:: Exercise requirements ::
Please copy every line from the following entries in which the word "usize" appears.

── Supplied material

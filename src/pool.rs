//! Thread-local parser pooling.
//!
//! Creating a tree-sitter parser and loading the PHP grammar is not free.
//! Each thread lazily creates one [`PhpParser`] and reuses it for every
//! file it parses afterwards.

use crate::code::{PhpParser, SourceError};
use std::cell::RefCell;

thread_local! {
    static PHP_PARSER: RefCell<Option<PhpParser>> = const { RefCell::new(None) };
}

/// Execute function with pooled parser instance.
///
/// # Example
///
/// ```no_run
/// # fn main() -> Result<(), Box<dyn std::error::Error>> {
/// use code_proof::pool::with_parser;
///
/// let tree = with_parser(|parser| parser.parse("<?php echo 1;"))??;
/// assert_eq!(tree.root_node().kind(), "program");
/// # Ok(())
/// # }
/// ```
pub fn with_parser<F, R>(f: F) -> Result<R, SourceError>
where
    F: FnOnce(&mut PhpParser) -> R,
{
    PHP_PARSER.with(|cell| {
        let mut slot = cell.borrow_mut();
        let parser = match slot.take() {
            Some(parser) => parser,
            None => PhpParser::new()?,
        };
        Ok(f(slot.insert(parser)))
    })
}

────
── Supplied material

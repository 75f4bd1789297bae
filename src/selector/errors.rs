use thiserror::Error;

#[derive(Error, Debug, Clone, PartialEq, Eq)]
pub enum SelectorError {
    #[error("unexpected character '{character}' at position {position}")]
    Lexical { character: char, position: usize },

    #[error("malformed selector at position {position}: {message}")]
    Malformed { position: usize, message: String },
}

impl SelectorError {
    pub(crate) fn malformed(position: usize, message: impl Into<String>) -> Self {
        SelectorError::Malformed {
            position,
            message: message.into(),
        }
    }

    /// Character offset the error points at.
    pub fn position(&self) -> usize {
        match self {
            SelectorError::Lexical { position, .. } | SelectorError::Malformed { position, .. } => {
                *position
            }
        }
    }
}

────
── Supplied material

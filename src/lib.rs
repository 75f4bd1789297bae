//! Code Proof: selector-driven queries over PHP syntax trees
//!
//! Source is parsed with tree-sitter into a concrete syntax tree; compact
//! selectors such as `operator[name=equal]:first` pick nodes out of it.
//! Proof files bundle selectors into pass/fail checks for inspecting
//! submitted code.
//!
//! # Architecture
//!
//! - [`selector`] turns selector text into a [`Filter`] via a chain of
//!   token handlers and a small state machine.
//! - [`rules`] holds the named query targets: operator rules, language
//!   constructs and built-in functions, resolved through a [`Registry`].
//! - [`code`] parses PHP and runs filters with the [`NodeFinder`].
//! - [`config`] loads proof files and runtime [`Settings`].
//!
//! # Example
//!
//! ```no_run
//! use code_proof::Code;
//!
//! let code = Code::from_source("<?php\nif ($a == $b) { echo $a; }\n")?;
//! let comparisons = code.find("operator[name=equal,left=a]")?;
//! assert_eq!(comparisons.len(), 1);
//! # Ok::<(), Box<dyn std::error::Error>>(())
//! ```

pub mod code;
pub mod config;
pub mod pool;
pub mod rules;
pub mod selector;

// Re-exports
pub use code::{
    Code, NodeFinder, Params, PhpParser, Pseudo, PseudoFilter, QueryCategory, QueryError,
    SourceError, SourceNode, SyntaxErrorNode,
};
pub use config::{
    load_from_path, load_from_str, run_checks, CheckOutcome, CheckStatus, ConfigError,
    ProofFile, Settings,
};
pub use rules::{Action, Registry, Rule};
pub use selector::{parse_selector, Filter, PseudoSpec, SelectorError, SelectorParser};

────

:: Solution to this problem ::
    Lexical { character: char, position: usize },
    Malformed { position: usize, message: String },
    pub(crate) fn malformed(position: usize, message: impl Into<String>) -> Self {
    pub fn position(&self) -> usize {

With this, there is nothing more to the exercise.